Minister of Local Government
- In office 2 June 1970 – 15 March 1979
- Premier: Don Dunstan
- Preceded by: Murray Hill

Member of Parliament
- In office 2 March 1968 – 14 September 1979
- Constituency: Edwardstown (1968-1970) Ascot Park (1970-1979)

Personal details
- Born: Geoffrey Thomas Virgo 9 November 1918 North Adelaide, South Australia
- Died: 5 January 2001 (aged 82) Glengowrie, South Australia
- Citizenship: Australia
- Party: Labor

= Geoff Virgo =

Australian politician

Geoffrey Thomas Virgo (9 November 1918 - 5 January 2001) was an Australian politician.

==Political career==
From 2 March 1968 to 29 May 1970 he represented the electoral district of Edwardstown in the South Australian House of Assembly as a member of the Labor Party. The district of Edwardstown was abolished in May 1970 after a Boundary Redistribution. From 30 May 1970 to 14 September 1979 he represented the electoral district of Ascot Park in the South Australian House of Assembly as a member of the Australian Labor Party.

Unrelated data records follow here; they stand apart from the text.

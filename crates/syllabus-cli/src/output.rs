use std::io::Write;

use owo_colors::OwoColorize;
use serde_json::json;
use syllabus_core::{ExtractionResult, TextSource};

/// Whether to use colored output.
#[derive(Debug, Clone, Copy)]
pub struct ColorMode(pub bool);

impl ColorMode {
    pub fn enabled(&self) -> bool {
        self.0
    }
}

/// One successfully processed file, as reported to the user.
pub struct DocumentReport<'a> {
    pub file_name: &'a str,
    pub source: TextSource,
    pub fields: &'a ExtractionResult,
}

/// `office_hours` -> `Office hours`
fn field_label(name: &str) -> String {
    let spaced = name.replace('_', " ");
    let mut chars = spaced.chars();
    match chars.next() {
        Some(first) => first.to_uppercase().chain(chars).collect(),
        None => String::new(),
    }
}

fn source_label(source: TextSource) -> &'static str {
    match source {
        TextSource::Direct => "text layer",
        TextSource::Ocr => "OCR",
    }
}

/// Print the field report for one document.
pub fn print_document(
    w: &mut dyn Write,
    report: &DocumentReport<'_>,
    color: ColorMode,
) -> std::io::Result<()> {
    let source = format!("({})", source_label(report.source));
    if color.enabled() {
        writeln!(w, "{} {}", report.file_name.bold(), source.dimmed())?;
    } else {
        writeln!(w, "{} {}", report.file_name, source)?;
    }

    for field in report.fields.iter() {
        let label = format!("{}:", field_label(&field.name));
        match field.value.as_deref() {
            Some(value) => {
                if color.enabled() {
                    writeln!(w, "  {}", label.cyan())?;
                } else {
                    writeln!(w, "  {}", label)?;
                }
                for line in value.lines() {
                    writeln!(w, "    {}", line)?;
                }
            }
            None => {
                if color.enabled() {
                    writeln!(w, "  {} {}", label.cyan(), "NOT FOUND".red().bold())?;
                } else {
                    writeln!(w, "  {} NOT FOUND", label)?;
                }
            }
        }
    }

    writeln!(w)?;
    Ok(())
}

/// Print a per-document failure without aborting the run.
pub fn print_failure(
    w: &mut dyn Write,
    file_name: &str,
    error: &anyhow::Error,
    color: ColorMode,
) -> std::io::Result<()> {
    if color.enabled() {
        writeln!(w, "{} {}", file_name.bold(), "FAILED".red().bold())?;
    } else {
        writeln!(w, "{} FAILED", file_name)?;
    }
    writeln!(w, "  {:#}", error)?;
    writeln!(w)?;
    Ok(())
}

/// Print the final tally across all documents.
pub fn print_summary(
    w: &mut dyn Write,
    reports: &[DocumentReport<'_>],
    failed: usize,
    color: ColorMode,
) -> std::io::Result<()> {
    let fields: usize = reports.iter().map(|r| r.fields.len()).sum();
    let found: usize = reports.iter().map(|r| r.fields.found_count()).sum();
    let via_ocr = reports
        .iter()
        .filter(|r| r.source == TextSource::Ocr)
        .count();

    let line = format!(
        "{} processed ({} via OCR), {} failed; {}/{} fields found",
        reports.len(),
        via_ocr,
        failed,
        found,
        fields
    );
    if color.enabled() && failed > 0 {
        writeln!(w, "{}", line.yellow())?;
    } else {
        writeln!(w, "{}", line)?;
    }
    Ok(())
}

/// Write every successful document as a JSON array.
///
/// Absent fields serialize as the "Not found" sentinel.
pub fn write_json(w: &mut dyn Write, reports: &[DocumentReport<'_>]) -> anyhow::Result<()> {
    let documents: Vec<serde_json::Value> = reports
        .iter()
        .map(|r| {
            json!({
                "file": r.file_name,
                "source": r.source,
                "fields": r.fields,
            })
        })
        .collect();

    serde_json::to_writer_pretty(&mut *w, &documents)?;
    writeln!(w)?;
    Ok(())
}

Virgo was the Minister of Roads and Transport from 2 June 1970 until 19 April 1973. Virgo was also the Minister of Local Government from 2 June 1970 through 15 March 1979. On 19 April 1973 the Ministry of Roads and Transport was abolished and Virgo became the Minister of Transport through 18 September 1979. From 15 March 1979 until 18 September 1979 Virgo was also the Minister of Marine.

He was responsible for the founding of Rundle Mall, and opened it with Premier Dunstan on 1 September 1976.

He did not stand for re-election at the 1979 election. His Labor Party colleague, John Trainer, succeed in replacing him as the elected member for Ascot Park – although the Liberal Party managed to form a majority government.